Die Ergebnisse mehrerer Umfra­gen zu Digitalisierung im Musikunter­richt, Ganztagsangeboten und zur be­ruflichen Situation freiberuflicher Mu­sikschaffender verdeutlichen insbe­sondere den Bedarf an Fortbildungen, verbesserten Rahmenbedingungen und stärkerer Vernetzung innerhalb der Branche. 

Bei den Vorstandswahlen wurde Dr. Alexander Krause als 1. Vorsitzen­der bestätigt. Neu im Amt der 1. stell­vertretenden Vorsitzenden ist Andrea Fink, die weiterhin als Generalsekre­tärin tätig bleibt. Damit werden stra­tegische Ausrichtung, Verbandskoor­dination und Geschäftsstellenleitung enger verzahnt. Ziel ist eine moder­ne, effiziente und zukunftsorientierte Verbandsstruktur. Zum 2. stellvertre­tenden Vorsitzenden wurde Prof. Ru­dolf Ramming gewählt. Die Funktion der Schatzmeisterin übernimmt An­drea Schlegel-Nolte, als Schriftführer wurde Prof. Michael Forster neu ge­wählt. Die Delegiertenversammlung dankte Prof. Barbara Metzger und Prof. Eckhart Hermann für ihr lang­jähriges Engagement und ihren Einsatz für den Verband und die musikalische Bildungsarbeit in Bayern. 

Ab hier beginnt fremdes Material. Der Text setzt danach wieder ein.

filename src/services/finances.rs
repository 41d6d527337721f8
use chrono::NaiveDate;
use serde::Serialize;

use crate::repository::invoices::InvoiceRow;

#[derive(Debug, Clone, Copy, PartialEq, Serialize)]
pub struct FinanceSummary {
    pub total_receivables: f64,
    pub total_overdue: f64,
    pub total_current: f64,
}

/// Receivables roll-up over the invoice list. An invoice is receivable when
/// it is unpaid and not cancelled; overdue additionally requires a due date
/// strictly before `today`.
pub fn summarize_invoices(invoices: &[InvoiceRow], today: NaiveDate) -> FinanceSummary {
    let mut total_receivables = 0.0;
    let mut total_overdue = 0.0;

    for invoice in invoices {
        let unpaid = invoice.payment_status.as_deref() == Some("Not paid");
        let cancelled = invoice.invoice_status.as_deref() == Some("Cancelled");
        if !unpaid || cancelled {
            continue;
        }
        total_receivables += invoice.invoice_amount;
        if invoice.due_date.is_some_and(|due| due < today) {
            total_overdue += invoice.invoice_amount;
        }
    }

    FinanceSummary {
        total_receivables,
        total_overdue,
        total_current: total_receivables - total_overdue,
    }
}

#[cfg(test)]
mod tests {
    use chrono::{NaiveDate, TimeZone, Utc};
    use uuid::Uuid;

    use super::summarize_invoices;
    use crate::repository::invoices::InvoiceRow;

    fn invoice(
        amount: f64,
        payment_status: &str,
        invoice_status: &str,
        due_date: Option<NaiveDate>,
    ) -> InvoiceRow {
        InvoiceRow {
            id: Uuid::new_v4(),
            invoice_number: "INV-001".to_string(),
            invoice_amount: amount,
            invoice_status: Some(invoice_status.to_string()),
            payment_status: Some(payment_status.to_string()),
            date_issued: None,
            due_date,
            created_at: Utc.with_ymd_and_hms(2026, 8, 1, 0, 0, 0).unwrap(),
        }
    }

    #[test]
    fn receivables_exclude_paid_and_cancelled() {
        let today = NaiveDate::from_ymd_opt(2026, 8, 30).unwrap();
        let overdue_date = NaiveDate::from_ymd_opt(2026, 8, 1).unwrap();
        let future_date = NaiveDate::from_ymd_opt(2026, 9, 15).unwrap();

        let invoices = vec![
            invoice(1000.0, "Not paid", "Sent", Some(overdue_date)),
            invoice(500.0, "Not paid", "Sent", Some(future_date)),
            invoice(250.0, "Not paid", "Cancelled", Some(overdue_date)),
            invoice(900.0, "Paid", "Paid", Some(overdue_date)),
            invoice(300.0, "Not paid", "Sent", None),
        ];

        let summary = summarize_invoices(&invoices, today);
        assert_eq!(summary.total_receivables, 1800.0);
        assert_eq!(summary.total_overdue, 1000.0);
        assert_eq!(summary.total_current, 800.0);
    }

    #[test]
    fn due_today_is_not_overdue() {
        let today = NaiveDate::from_ymd_opt(2026, 8, 30).unwrap();
        let invoices = vec![invoice(100.0, "Not paid", "Sent", Some(today))];
        let summary = summarize_invoices(&invoices, today);
        assert_eq!(summary.total_overdue, 0.0);
        assert_eq!(summary.total_current, 100.0);
    }
}
use axum::http::header::{ACCEPT, AUTHORIZATION, CONTENT_TYPE};
use tower_http::cors::{Any, CorsLayer};

use crate::config::AppConfig;

pub fn build_cors_layer(config: &AppConfig) -> CorsLayer {
    let mut layer = CorsLayer::new()
        .allow_methods([
            axum::http::Method::GET,
            axum::http::Method::OPTIONS,
        ])
        .allow_headers(vec![ACCEPT, AUTHORIZATION, CONTENT_TYPE]);

    if config
        .cors_origins
        .iter()
        .any(|origin| origin.trim() == "*")
    {
        layer = layer.allow_origin(Any).allow_credentials(false);
    } else {
        let origins = config
            .cors_origins
            .iter()
            .filter_map(|origin| origin.parse().ok())
            .collect::<Vec<_>>();
        layer = layer.allow_origin(origins).allow_credentials(true);
    }

    layer
}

Ein weiterer Schwerpunkt war der Bericht zur Neustrukturierung der För­derung Privater Musikinstitute sowie deren Umsetzung. Diskutiert wurden insbesondere die aktuelle Situation im Zusammenhang mit dem „Herrenberg- Urteil“, die Verlängerung von Über­gangsregelungen sowie die zukünftige Ausgestaltung. Ziel bleibt die rechtssi­chere und zukunftsfähige Gestaltung selbstständiger künstlerischer und mu­sikpädagogischer Tätigkeiten. 

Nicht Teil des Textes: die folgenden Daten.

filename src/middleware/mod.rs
pub mod cors;
pub mod request_id;
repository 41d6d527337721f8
use std::sync::Arc;
use std::time::Duration;

use sqlx::postgres::PgPoolOptions;
use sqlx::PgPool;

use crate::config::AppConfig;
use crate::error::AppError;

#[derive(Clone)]
pub struct AppState {
    pub config: Arc<AppConfig>,
    pub db_pool: Option<PgPool>,
}

impl AppState {
    pub fn build(config: AppConfig) -> Result<Self, Box<dyn std::error::Error>> {
        let db_pool = match &config.database_url {
            Some(url) => Some(
                PgPoolOptions::new()
                    .max_connections(config.db_pool_max_connections)
                    .min_connections(config.db_pool_min_connections)
                    .acquire_timeout(Duration::from_secs(config.db_pool_acquire_timeout_seconds))
                    .idle_timeout(Duration::from_secs(config.db_pool_idle_timeout_seconds))
                    .connect_lazy(url)?,
            ),
            None => {
                tracing::warn!("DATABASE_URL is not set — all data endpoints will return 502");
                None
            }
        };

        Ok(Self {
            config: Arc::new(config),
            db_pool,
        })
    }

    pub fn require_db(&self) -> Result<&PgPool, AppError> {
        self.db_pool.as_ref().ok_or_else(|| {
            AppError::Dependency("Database is not configured. Set DATABASE_URL.".to_string())
        })
    }
}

Die Ausschüsse und Regionalverbän­de berichteten über ihre Arbeit und es erfolgte ein intensiver Austausch zu ak­tuellen Entwicklungen und kulturpoli­tischen Herausforderungen im Musik-und Kulturbereich. Zudem informierte der Vorstand über die Zusammenarbeit auf der Ebene der Dachverbände Deut­scher Tonkünstlerverband (DTKV), Bayerischer Musikrat (BMR) und Stän­dige Konferenz für Kunst & Kultur in Bayern (SK³). 

Der Tonkünstlerverband Bayern dankt dem Bayerischen Staatsministerium für Wissenschaft und Kunst (StMWK) für die kontinuierliche Un­terstützung und den konstruktiven Aus­tausch.